→ **Description of the task**
Within the data below, determine how many lines contain "silently" and supply only that figure.

*** Block opens ***

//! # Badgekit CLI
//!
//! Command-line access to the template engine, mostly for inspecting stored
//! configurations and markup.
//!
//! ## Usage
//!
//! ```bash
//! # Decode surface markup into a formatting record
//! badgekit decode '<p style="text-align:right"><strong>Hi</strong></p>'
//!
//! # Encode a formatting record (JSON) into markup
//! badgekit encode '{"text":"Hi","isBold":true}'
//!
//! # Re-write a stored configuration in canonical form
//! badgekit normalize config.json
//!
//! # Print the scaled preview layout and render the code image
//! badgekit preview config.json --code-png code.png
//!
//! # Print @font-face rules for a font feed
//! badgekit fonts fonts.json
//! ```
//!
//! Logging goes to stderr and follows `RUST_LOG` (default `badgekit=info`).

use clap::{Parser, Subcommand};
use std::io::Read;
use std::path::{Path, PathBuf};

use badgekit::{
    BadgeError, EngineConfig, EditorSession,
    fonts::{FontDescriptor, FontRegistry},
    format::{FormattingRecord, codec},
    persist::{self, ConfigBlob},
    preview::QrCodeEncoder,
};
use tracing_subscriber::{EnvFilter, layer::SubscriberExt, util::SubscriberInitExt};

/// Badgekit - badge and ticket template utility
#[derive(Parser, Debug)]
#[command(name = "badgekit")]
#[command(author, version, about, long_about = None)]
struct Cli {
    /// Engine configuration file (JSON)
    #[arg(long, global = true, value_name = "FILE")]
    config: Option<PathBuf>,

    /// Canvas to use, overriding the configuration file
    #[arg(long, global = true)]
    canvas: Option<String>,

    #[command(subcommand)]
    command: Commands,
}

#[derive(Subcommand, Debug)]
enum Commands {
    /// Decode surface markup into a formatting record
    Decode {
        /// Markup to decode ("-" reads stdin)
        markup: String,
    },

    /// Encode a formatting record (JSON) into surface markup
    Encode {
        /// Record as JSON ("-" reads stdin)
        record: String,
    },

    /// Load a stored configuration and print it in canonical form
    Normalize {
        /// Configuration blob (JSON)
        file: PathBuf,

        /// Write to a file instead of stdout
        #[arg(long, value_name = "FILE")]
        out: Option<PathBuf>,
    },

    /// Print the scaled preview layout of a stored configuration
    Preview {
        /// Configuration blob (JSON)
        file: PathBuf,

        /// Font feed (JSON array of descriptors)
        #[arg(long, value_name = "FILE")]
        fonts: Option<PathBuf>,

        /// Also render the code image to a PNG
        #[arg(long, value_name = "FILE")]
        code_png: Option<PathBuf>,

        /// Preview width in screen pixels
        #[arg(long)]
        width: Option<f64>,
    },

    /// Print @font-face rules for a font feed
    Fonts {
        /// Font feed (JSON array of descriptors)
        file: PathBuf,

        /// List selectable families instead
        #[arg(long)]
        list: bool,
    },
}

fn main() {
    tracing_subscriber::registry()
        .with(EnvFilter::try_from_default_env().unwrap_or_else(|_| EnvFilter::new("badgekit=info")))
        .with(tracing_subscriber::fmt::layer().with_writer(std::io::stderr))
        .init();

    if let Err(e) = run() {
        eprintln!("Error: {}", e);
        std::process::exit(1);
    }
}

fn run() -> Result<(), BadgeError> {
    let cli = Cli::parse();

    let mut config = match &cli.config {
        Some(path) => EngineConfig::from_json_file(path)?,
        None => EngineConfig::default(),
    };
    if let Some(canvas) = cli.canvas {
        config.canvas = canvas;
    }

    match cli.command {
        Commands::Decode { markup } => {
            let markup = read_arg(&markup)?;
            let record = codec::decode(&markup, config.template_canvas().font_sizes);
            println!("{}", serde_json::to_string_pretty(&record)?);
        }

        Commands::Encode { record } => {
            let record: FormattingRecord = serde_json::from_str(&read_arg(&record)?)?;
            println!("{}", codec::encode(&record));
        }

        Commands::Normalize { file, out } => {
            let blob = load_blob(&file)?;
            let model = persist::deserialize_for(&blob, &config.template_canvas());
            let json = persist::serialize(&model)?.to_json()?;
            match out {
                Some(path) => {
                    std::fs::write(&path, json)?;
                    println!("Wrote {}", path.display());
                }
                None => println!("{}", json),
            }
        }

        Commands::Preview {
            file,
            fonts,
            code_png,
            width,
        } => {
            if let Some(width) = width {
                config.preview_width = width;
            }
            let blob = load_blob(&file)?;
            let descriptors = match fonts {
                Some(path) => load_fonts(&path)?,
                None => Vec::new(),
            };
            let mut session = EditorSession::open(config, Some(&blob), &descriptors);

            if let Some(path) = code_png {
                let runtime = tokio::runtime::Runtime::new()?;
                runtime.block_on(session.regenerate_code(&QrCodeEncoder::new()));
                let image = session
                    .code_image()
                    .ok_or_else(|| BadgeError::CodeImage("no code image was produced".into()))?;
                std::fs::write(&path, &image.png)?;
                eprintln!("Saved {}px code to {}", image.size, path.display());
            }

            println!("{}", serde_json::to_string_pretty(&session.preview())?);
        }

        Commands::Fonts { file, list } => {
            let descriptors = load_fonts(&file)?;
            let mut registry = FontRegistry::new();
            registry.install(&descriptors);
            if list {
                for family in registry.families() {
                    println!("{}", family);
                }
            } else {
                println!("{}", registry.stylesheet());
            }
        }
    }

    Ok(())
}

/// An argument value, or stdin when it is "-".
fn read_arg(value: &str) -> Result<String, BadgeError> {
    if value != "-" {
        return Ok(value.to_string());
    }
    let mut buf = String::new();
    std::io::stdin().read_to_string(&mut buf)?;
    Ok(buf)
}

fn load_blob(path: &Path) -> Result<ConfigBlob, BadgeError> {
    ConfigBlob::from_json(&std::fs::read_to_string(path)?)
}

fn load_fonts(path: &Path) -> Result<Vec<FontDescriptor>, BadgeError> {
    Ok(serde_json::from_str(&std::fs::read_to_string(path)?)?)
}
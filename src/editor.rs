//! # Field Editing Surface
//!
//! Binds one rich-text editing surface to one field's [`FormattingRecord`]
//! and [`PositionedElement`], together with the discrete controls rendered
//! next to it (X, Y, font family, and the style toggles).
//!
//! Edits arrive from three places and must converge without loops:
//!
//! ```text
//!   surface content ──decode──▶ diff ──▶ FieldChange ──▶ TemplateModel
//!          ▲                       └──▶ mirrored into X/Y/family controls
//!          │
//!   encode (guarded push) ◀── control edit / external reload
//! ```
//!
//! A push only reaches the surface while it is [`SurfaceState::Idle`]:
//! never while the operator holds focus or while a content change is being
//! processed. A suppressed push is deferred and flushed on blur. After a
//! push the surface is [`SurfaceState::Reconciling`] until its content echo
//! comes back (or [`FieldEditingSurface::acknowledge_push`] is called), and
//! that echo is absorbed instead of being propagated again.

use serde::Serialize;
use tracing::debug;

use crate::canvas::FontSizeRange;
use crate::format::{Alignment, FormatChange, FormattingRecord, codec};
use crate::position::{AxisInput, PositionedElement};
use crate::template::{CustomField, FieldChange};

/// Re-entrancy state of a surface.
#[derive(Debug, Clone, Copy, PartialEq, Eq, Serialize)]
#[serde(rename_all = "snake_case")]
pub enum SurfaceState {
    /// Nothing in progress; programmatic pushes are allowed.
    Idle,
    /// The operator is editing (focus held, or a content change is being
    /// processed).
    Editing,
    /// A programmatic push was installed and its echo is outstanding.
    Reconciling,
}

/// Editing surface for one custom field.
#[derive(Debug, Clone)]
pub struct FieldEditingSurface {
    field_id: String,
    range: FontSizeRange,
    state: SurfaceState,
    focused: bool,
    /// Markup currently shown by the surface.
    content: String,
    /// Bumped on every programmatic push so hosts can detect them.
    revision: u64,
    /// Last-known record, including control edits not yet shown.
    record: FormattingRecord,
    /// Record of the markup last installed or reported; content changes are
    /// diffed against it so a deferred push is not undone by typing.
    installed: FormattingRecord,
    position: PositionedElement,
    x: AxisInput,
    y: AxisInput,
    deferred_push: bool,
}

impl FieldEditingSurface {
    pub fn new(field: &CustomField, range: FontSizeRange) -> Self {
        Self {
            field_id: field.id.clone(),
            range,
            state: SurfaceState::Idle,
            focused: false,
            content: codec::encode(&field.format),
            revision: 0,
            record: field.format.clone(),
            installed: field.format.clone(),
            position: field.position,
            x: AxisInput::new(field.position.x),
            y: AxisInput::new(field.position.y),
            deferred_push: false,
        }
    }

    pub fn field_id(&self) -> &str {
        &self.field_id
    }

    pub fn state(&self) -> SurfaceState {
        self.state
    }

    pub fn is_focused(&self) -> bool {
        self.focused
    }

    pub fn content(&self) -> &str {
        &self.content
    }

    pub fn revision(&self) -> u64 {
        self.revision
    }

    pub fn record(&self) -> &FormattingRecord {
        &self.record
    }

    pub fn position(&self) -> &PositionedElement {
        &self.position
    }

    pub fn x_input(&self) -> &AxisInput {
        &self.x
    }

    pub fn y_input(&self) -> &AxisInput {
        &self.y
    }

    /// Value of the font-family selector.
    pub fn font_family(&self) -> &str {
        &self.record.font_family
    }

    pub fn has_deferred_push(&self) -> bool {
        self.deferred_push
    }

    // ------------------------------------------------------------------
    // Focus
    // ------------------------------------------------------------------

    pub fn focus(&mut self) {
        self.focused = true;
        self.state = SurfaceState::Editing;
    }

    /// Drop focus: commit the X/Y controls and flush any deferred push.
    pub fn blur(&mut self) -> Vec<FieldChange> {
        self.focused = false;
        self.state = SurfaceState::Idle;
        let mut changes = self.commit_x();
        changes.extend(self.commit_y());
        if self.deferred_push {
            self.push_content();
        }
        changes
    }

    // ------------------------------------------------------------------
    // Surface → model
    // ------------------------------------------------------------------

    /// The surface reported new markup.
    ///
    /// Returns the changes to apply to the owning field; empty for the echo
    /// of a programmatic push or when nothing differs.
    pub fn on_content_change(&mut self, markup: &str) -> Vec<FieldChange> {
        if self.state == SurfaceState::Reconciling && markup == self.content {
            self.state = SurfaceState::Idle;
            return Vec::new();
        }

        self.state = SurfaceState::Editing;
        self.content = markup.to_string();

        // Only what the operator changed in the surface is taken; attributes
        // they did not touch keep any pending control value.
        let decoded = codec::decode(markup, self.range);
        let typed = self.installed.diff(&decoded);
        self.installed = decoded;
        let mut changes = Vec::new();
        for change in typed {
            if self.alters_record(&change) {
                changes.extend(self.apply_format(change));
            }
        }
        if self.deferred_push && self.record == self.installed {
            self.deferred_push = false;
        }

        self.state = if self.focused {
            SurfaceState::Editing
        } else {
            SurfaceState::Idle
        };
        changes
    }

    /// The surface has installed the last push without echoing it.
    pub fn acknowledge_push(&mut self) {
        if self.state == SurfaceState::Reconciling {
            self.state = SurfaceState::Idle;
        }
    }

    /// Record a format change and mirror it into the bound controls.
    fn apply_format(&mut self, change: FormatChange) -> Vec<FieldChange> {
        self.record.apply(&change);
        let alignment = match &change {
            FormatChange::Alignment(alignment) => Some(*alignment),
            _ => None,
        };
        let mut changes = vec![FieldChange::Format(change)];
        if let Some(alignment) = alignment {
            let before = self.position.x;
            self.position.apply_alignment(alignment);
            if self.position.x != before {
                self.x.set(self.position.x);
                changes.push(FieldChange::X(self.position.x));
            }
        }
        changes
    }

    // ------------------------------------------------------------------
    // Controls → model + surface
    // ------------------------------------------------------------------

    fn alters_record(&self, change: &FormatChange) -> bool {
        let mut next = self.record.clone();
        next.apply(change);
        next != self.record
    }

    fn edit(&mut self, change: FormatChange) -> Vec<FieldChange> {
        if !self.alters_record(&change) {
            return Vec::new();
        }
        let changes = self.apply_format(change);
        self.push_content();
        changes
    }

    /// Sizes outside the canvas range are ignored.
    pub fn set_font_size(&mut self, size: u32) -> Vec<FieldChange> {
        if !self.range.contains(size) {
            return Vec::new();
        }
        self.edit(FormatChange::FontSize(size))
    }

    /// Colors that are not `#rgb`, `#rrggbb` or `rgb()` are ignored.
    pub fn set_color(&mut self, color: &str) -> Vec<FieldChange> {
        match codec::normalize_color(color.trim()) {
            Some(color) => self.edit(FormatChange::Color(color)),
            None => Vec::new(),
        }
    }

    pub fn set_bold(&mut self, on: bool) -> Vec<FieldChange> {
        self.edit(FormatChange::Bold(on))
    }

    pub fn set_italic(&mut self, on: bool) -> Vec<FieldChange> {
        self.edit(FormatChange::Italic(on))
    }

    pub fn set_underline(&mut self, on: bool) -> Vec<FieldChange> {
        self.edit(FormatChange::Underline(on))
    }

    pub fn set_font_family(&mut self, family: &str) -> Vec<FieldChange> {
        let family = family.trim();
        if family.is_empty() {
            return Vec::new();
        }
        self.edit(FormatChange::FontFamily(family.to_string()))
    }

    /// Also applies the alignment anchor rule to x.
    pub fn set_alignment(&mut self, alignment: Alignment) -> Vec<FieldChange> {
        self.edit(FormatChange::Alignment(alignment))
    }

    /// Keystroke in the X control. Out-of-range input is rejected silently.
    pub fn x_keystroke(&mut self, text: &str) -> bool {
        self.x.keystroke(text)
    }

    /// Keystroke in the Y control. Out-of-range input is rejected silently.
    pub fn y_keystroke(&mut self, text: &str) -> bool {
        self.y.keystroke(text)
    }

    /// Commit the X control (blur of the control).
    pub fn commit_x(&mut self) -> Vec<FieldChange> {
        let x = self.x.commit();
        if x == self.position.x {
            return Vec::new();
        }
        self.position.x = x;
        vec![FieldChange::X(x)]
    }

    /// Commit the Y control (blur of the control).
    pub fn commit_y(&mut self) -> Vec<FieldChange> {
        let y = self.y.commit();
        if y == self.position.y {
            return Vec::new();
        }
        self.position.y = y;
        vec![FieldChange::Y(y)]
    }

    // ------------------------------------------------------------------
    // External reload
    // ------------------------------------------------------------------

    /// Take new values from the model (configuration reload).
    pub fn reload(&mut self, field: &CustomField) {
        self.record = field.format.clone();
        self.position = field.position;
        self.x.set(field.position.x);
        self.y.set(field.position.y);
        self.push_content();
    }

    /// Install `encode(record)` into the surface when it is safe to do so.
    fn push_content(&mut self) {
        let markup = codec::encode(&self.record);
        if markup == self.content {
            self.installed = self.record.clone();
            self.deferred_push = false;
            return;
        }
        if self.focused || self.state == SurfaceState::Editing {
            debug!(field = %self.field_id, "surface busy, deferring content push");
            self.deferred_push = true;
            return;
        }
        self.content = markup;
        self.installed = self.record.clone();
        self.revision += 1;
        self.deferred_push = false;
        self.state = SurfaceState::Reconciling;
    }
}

*** Block closes ***

→ **Solution to this exercise**
2